In this notebook, we fine-tune the OpenLLama model using QLoRA and the Dolly15k dataset. Our goal is to develop a model capable of answering questions based on provided
context.

In [1]:
%pip install datasets
%pip install -q -U git+https://github.com/lvwerra/trl.git
%pip install -q -U git+https://github.com/huggingface/peft.git
%pip install git+https://github.com/huggingface/transformers.git -q -U # transformers version:  4.37.0
%pip install git+https://github.com/huggingface/accelerate.git -q -U # accelerate version:  0.27.0
%pip install -i https://pypi.org/simple/ bitsandbytes
%pip install sentencepiece

Note: you may need to restart the kernel to use updated packages.
Note: you may need to restart the kernel to use updated packages.
Note: you may need to restart the kernel to use updated packages.
Note: you may need to restart the kernel to use updated packages.


ERROR: Invalid requirement: '#'


Note: you may need to restart the kernel to use updated packages.
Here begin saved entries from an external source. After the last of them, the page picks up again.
/// Skeleton strikes with deterministic call/put identifiers and no quotes.
pub fn build_strikes(underlying: &str, expiry: NaiveDate, ladder: &[f64]) -> Vec<OptionStrike> {
    ladder
        .iter()
        .map(|&strike| OptionStrike {
            strike_price: strike,
            call_identifier: format_option_symbol(underlying, expiry, strike, OptionSide::Call),
            put_identifier: format_option_symbol(underlying, expiry, strike, OptionSide::Put),
            call: None,
            put: None,
        })
        .collect()
}

fn quote_fields(v: &FyersQuoteValues) -> QuoteFields {
    QuoteFields {
        last_price: if v.lp != 0.0 { v.lp } else { v.prev_close_price },
        volume: v.vol_traded_today,
        change: v.ch,
        percent_change: v.chp,
        open_interest: v.oi,
        open_interest_change: v.oi - v.pdoi,
    }
}

/// Merges broker quotes onto the strike skeleton by identifier. Strikes the
/// broker did not quote keep `None`, never a zeroed stand-in.
pub fn merge_broker_quotes(strikes: &mut [OptionStrike], quotes: &[FyersQuote]) {
    let by_symbol: HashMap<&str, &FyersQuoteValues> =
        quotes.iter().map(|q| (q.n.as_str(), &q.v)).collect();

    for strike in strikes.iter_mut() {
        if let Some(v) = by_symbol.get(strike.call_identifier.as_str()) {
            strike.call = Some(quote_fields(v));
        }
        if let Some(v) = by_symbol.get(strike.put_identifier.as_str()) {
            strike.put = Some(quote_fields(v));
        }
    }
}

/// Merges exchange option-chain rows onto the skeleton by strike price,
/// restricted to rows of the requested expiry.
pub fn merge_exchange_rows(strikes: &mut [OptionStrike], chain: &NseOptionChain, expiry: NaiveDate) {
    let expiry_str = expiry.format("%d-%b-%Y").to_string();
    let mut by_strike: HashMap<i64, (Option<QuoteFields>, Option<QuoteFields>)> = HashMap::new();

    for row in &chain.records.data {
        if row.expiry_date != expiry_str {
            continue;
        }
        by_strike.insert(
            row.strike_price as i64,
            (
                row.call.as_ref().map(|d| d.to_quote_fields()),
                row.put.as_ref().map(|d| d.to_quote_fields()),
            ),
        );
    }

    for strike in strikes.iter_mut() {
        if let Some((call, put)) = by_strike.get(&(strike.strike_price as i64)) {
            strike.call = *call;
            strike.put = *put;
        }
    }
}

/// Aggregate open interest across strikes that actually carry it.
pub fn oi_totals(strikes: &[OptionStrike]) -> (f64, f64) {
    let call: f64 = strikes
        .iter()
        .filter_map(|s| s.call.as_ref())
        .map(|q| q.open_interest)
        .sum();
    let put: f64 = strikes
        .iter()
        .filter_map(|s| s.put.as_ref())
        .map(|q| q.open_interest)
        .sum();
    (call, put)
}

pub fn put_call_ratio(total_call_oi: f64, total_put_oi: f64) -> f64 {
    if total_call_oi > 0.0 {
        (total_put_oi / total_call_oi * 1000.0).round() / 1000.0
    } else {
        0.0
    }
}

pub fn pcr_sentiment(pcr: f64) -> &'static str {
    if pcr > 1.2 {
        "Bullish (High PCR)"
    } else if pcr < 0.8 && pcr > 0.0 {
        "Bearish (Low PCR)"
    } else {
        "Neutral"
    }
}

/// Max pain: the ladder strike at which total intrinsic pain across all open
/// contracts is minimal (most options expire worthless there).
pub fn max_pain(strikes: &[OptionStrike]) -> f64 {
    let mut min_pain = f64::INFINITY;
    let mut max_pain_strike = strikes
        .get(strikes.len() / 2)
        .map(|s| s.strike_price)
        .unwrap_or(0.0);

    for candidate in strikes {
        let settle = candidate.strike_price;
        let mut pain = 0.0;

        for s in strikes {
            if let Some(call) = &s.call {
                if settle > s.strike_price {
                    pain += (settle - s.strike_price) * call.open_interest;
                }
            }
            if let Some(put) = &s.put {
                if settle < s.strike_price {
                    pain += (s.strike_price - settle) * put.open_interest;
                }
            }
        }

        if pain < min_pain {
            min_pain = pain;
            max_pain_strike = settle;
        }
    }

    max_pain_strike
}

pub fn highest_oi_strikes(strikes: &[OptionStrike]) -> (f64, f64) {
    let mut call = (0.0, 0.0); // (strike, oi)
    let mut put = (0.0, 0.0);

    for s in strikes {
        if let Some(q) = &s.call {
            if q.open_interest > call.1 {
                call = (s.strike_price, q.open_interest);
            }
        }
        if let Some(q) = &s.put {
            if q.open_interest > put.1 {
                put = (s.strike_price, q.open_interest);
            }
        }
    }

    (call.0, put.0)
}

/// Final assembly. Refuses to emit a chain on which no strike carries a
/// single quote: that is "no data", not a table of legitimate zeros.
#[allow(clippy::too_many_arguments)]
pub fn assemble_result(
    symbol: &str,
    spot_price: f64,
    spot_source: SpotSource,
    prev_close: f64,
    expiry: NaiveDate,
    upcoming_expiries: Vec<NaiveDate>,
    strikes: Vec<OptionStrike>,
    quote_source: QuoteSource,
) -> MarketResult<OptionChainResult> {
    if strikes.iter().all(|s| s.call.is_none() && s.put.is_none()) {
        return Err(MarketError::UpstreamEmpty(format!(
            "no quotes for any strike of {} {}",
            symbol, expiry
        )));
    }

    let (total_call_oi, total_put_oi) = oi_totals(&strikes);
    let pcr = put_call_ratio(total_call_oi, total_put_oi);
    let (highest_call_oi_strike, highest_put_oi_strike) = highest_oi_strikes(&strikes);
    let price_change = spot_price - prev_close;
    let price_change_pct = if prev_close != 0.0 {
        price_change / prev_close * 100.0
    } else {
        0.0
    };

    Ok(OptionChainResult {
        symbol: symbol.to_string(),
        spot_price,
        spot_source,
        prev_close,
        price_change,
        price_change_pct,
        expiry,
        upcoming_expiries,
        max_pain_strike: max_pain(&strikes),
        highest_call_oi_strike,
        highest_put_oi_strike,
        total_call_oi,
        total_put_oi,
        pcr,
        sentiment: pcr_sentiment(pcr).to_string(),
        strikes,
        quote_source,
    })
}

// -----------------------------------------------
// ASSEMBLER SERVICE
// -----------------------------------------------

/// Produces display-ready option chains and index snapshots. All upstream
/// traffic goes through the cache + single-flight pipeline; the Fyers quote
/// API is the primary source with the NSE option-chain endpoint as fallback.
pub struct ChainAssembler {
    config: MarketConfig,
    fetcher: Arc<KeyedFetcher>,
    fyers: Option<FyersClient>,
    nse: NseClient,
}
ERROR: Invalid requirement: '#'


Looking in indexes: https://pypi.org/simple/
Note: you may need to restart the kernel to use updated packages.
Note: you may need to restart the kernel to use updated packages.


In [2]:
from datasets import load_dataset, Dataset, concatenate_datasets
from tqdm import tqdm
from tqdm.auto import tqdm
import torch
import transformers
from peft import LoraConfig, get_peft_model
from transformers import AutoModelForCausalLM, BitsAndBytesConfig, AutoTokenizer, LlamaTokenizer
from trl import SFTTrainer
from IPython.display import display, Markdown
import os

  from .autonotebook import tqdm as notebook_tqdm
The installed version of bitsandbytes was compiled without GPU support. 8-bit optimizers, 8-bit multiplication, and GPU quantization are unavailable.


# Data

In [3]:
# Load the dolly-15k dataset
dolly_dataset = load_dataset("databricks/databricks-dolly-15k")

In [4]:
dolly_dataset

DatasetDict({
    train: Dataset({
        features: ['instruction', 'context', 'response', 'category'],
        num_rows: 15011
    })
})

The dataset contains instruction, context, and response triplets.

In [5]:
dolly_dataset["train"][0]

{'instruction': 'When did Virgin Australia start operating?',
 'context': "Virgin Australia, the trading name of Virgin Australia Airlines Pty Ltd, is an Australian-based airline. It is the largest airline by fleet size to use the Virgin brand. It commenced services on 31 August 2000 as Virgin Blue, with two aircraft on a single route. It suddenly found itself as a major airline in Australia's domestic market after the collapse of Ansett Australia in September 2001. The airline has since grown to directly serve 32 cities in Australia, from hubs in Brisbane, Melbourne and Sydney.",
 'response': 'Virgin Australia commenced services on 31 August 2000 as Virgin Blue, with two aircraft on a single route.',
 'category': 'closed_qa'}

Drop examples that are longer than 2200 characters.

In [6]:
def drop_long_sequences(dataset_obj):
    """
    Identifies indices of entries in a dataset that exceed a certain sequence length.

    Args:
    dataset_obj (iterable): dataset where each entry is a dictionary with keys 'instruction', 'context', and 'response'.

    Returns:
    list: Indices of dataset entries ('instruction', 'context', and 'response') that are longer than 2200 characters in total.
    """

    long_sequence_indices = []

    for i, entry in enumerate(dataset_obj):
        total_length = len(entry['instruction']) + len(entry['context']) + len(entry['response'])
        if total_length > 2200:
            long_sequence_indices.append(i)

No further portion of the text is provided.